Health and wellbeing boards
These boards make recommendations to the CCGs about priorities and treatment. You can be be a part of this process by finding and joining your local Healthwatch group. Healthwatch is an independent patient advocacy board which patients can join and use to lobby for issues they wish their local NHS to focus on. Healthwatch reports to the health and wellbeing boards which is turn passes information up to the CCGs.
So, if you can during your treatment, if there’s something you want, or something you wish to be improved, you should get things down in writing, so that your letters, reports and experiences can be used to pass on to CCGs as evidence of what you’d like to change.
Choose and book
In the UK you have the right to choose where your GP refers you to, you should be given a choice of places you can go to for treatment. You can find out more about the NHS choose and book service here.
You can for example ask your GP to refer you to a BSGE endometriosis specialist centre (if there’s one in your area) if you’re GP isn’t made aware of what’s out there, they they can’t make a recommendation on your behalf about where you can go. So do your own research about what’s in your area. Doing this doesn’t just improve your care, but makes doctors aware of what’s out there for others.
You should also find out about, read and understand the NHS constitution. It details your rights as a patient, your rights to access to care, second opinions and maximum waiting times for treatment among many other things.
You are also entitled to get a copy of your medical records as it involves your personal information and you have a right to either view it or get paper copy.
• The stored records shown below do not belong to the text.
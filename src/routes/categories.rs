use axum::{extract::State, http::StatusCode, Json};
use serde::Deserialize;

use crate::error::AppResult;
use crate::middleware::guards::{AdminUser, CurrentUser};
use crate::models::ServiceCategory;
use crate::services::catalog_service::CatalogService;
use crate::state::AppState;

#[derive(Debug, Deserialize)]
pub struct CreateCategoryRequest {
    pub name: String,
    #[serde(default)]
    pub description: String,
    #[serde(default)]
    pub icon: String,
}

pub async fn list_categories(
    State(state): State<AppState>,
) -> AppResult<Json<Vec<ServiceCategory>>> {
    let categories = CatalogService::list_categories(&state.db).await?;
    Ok(Json(categories))
}

pub async fn create_category(
    State(state): State<AppState>,
    current: CurrentUser,
    Json(req): Json<CreateCategoryRequest>,
) -> AppResult<(StatusCode, Json<ServiceCategory>)> {
    AdminUser::verify(&state.db, current.id).await?;
    let category =
        CatalogService::create_category(&state.db, &req.name, &req.description, &req.icon).await?;
    Ok((StatusCode::CREATED, Json(category)))
}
Doctors and nurses do a great job, but can’t be there all the time, so you must be use of other (often free resources) that are out there for you to look. Try searching your local Healthwatch site for information on free resources, support groups, and painand self management groups. However I can personally recommend The Pain Toolkit to help get you started.
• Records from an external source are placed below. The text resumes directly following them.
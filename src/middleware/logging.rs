use axum::extract::MatchedPath;
use axum::http;
use axum::Router;
use tower_http::trace::TraceLayer;
use tracing::Level;

/// Request/response trace logging. Spans are keyed on the matched route
/// template so path parameters do not explode the cardinality.
pub fn add_tracing<S: Clone + Send + Sync + 'static>(router: Router<S>) -> Router<S> {
    router.layer(
        TraceLayer::new_for_http()
            .make_span_with(|req: &http::Request<_>| {
                let route = req
                    .extensions()
                    .get::<MatchedPath>()
                    .map(MatchedPath::as_str)
                    .unwrap_or_else(|| req.uri().path());
                tracing::span!(
                    Level::INFO,
                    "request",
                    method = %req.method(),
                    route,
                )
            })
            .on_response(
                |res: &http::Response<_>, latency: std::time::Duration, _span: &tracing::Span| {
                    tracing::info!(
                        status = res.status().as_u16(),
                        latency_ms = latency.as_millis() as u64,
                        "handled"
                    );
                },
            ),
    )
}
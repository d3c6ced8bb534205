use tracing_subscriber::{fmt, EnvFilter};

pub fn init_tracing() {
    let env_filter = EnvFilter::try_from_default_env()
        .unwrap_or_else(|_| EnvFilter::new("info,sqlx=warn,hyper=warn"));

    fmt().with_env_filter(env_filter).with_target(false).init();
}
- Take control of your care because nobody else can, become a expert to that you can be involved in your treatment and care.
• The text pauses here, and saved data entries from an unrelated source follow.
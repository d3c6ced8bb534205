use axum::{
    extract::{Path, State},
    http::StatusCode,
    Json,
};
use serde::Deserialize;
use uuid::Uuid;

use crate::error::{AppError, AppResult};
use crate::middleware::guards::{ChatParticipant, CurrentUser};
use crate::models::{chat::Conversation, Message};
use crate::services::auth_service::AuthService;
use crate::services::chat_service::{ChatService, MessageWithSender};
use crate::state::AppState;

#[derive(Debug, Deserialize)]
pub struct SendMessageRequest {
    pub message: String,
    pub image_url: Option<String>,
}

pub async fn list_conversations(
    State(state): State<AppState>,
    current: CurrentUser,
) -> AppResult<Json<Vec<Conversation>>> {
    let conversations = ChatService::list_conversations_for_user(&state.db, current.id).await?;
    Ok(Json(conversations))
}

pub async fn get_conversation(
    State(state): State<AppState>,
    current: CurrentUser,
    Path(conversation_id): Path<Uuid>,
) -> AppResult<Json<Conversation>> {
    ChatParticipant::verify(&state.db, current.id, conversation_id).await?;
    let conversation = ChatService::get_conversation(&state.db, conversation_id)
        .await?
        .ok_or(AppError::NotFound)?;
    Ok(Json(conversation))
}

pub async fn list_messages(
    State(state): State<AppState>,
    current: CurrentUser,
    Path(conversation_id): Path<Uuid>,
) -> AppResult<Json<Vec<MessageWithSender>>> {
    ChatParticipant::verify(&state.db, current.id, conversation_id).await?;
    let messages = ChatService::list_messages(&state.db, conversation_id).await?;
    Ok(Json(messages))
}

/// HTTP fallback for sending. Persists, broadcasts and notifies exactly like
/// the WebSocket path.
pub async fn send_message(
    State(state): State<AppState>,
    current: CurrentUser,
    Path(conversation_id): Path<Uuid>,
    Json(req): Json<SendMessageRequest>,
) -> AppResult<(StatusCode, Json<Message>)> {
    if req.message.trim().is_empty() {
        return Err(AppError::BadRequest("message is required".into()));
    }
    ChatParticipant::verify(&state.db, current.id, conversation_id).await?;

    let conversation = ChatService::get_conversation(&state.db, conversation_id)
        .await?
        .ok_or(AppError::NotFound)?;
    let sender = AuthService::get_user(&state.db, current.id).await?;

    let message = crate::websocket::chat::send_chat_message(
        &state,
        &conversation,
        &sender,
        req.message,
        req.image_url,
    )
    .await?;

    Ok((StatusCode::CREATED, Json(message)))
}
pub mod auth_service;
pub mod catalog_service;
pub mod chat_service;
pub mod job_service;
pub mod notification_service;
pub mod review_service;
- Management of endometriosis means different things for different people – find what works for you
- you’re not alone
- your experience and level of pain is real
- get the information and support that you need to ensure that you get the very best out of the NHS
Fertility question and answer session
How long can you be on Provera safely?
As long as you need to. Unless you’re a teenager, then you could be at risk of some bone density problems as a side effect. Side effects of the drug are the are the main issue here.
How long is safe for you to be on the pill?
Taken continuously for around three months and stopping, and repeating three month take is normally what I’d recommend.
How can you get referred to a BSGE centre?
Ask your GP for a referral, if there’s one in your area.
If you have adenomyosis, can this affect fertility?
Well adenomyosis is more common in people who have already have children, so generally speaking no, we don’t think so.
If endometriosis doesn’t necessarily make you infertile, is it linked to reduced fertility?
Yes. We think this is because in patients with endometriosis, the hair on the fallopian tubes move more slowly and less efficiently, there was some research on this recently, but we’re still not completely sure why.
If you’re going to be having IVF treatment and are on Provera at the moment, how long should you be off the drug for before starting IVF?
Once you stop taking Provera, what the chance that the endo will reoccur?
100%. Provera doesn’t stop or remove the endometriosis, it simply makes it dormant. It does not take the disease away. Something else would need to be done to remove (such as surgery).
So will starting IVF (and the drugs you have to take for that) make the endometriosis worse?
TEDxBrighton talk about endometriosis
To close the day we got a sneak peak of the talk about endometriosis that was be given at TEDxBrighton the following week. Carole’s talk was aimed at people who do not know what endometriosis is and the aim is to share it as much as possible so a wider audience understands the impact of endometriosis.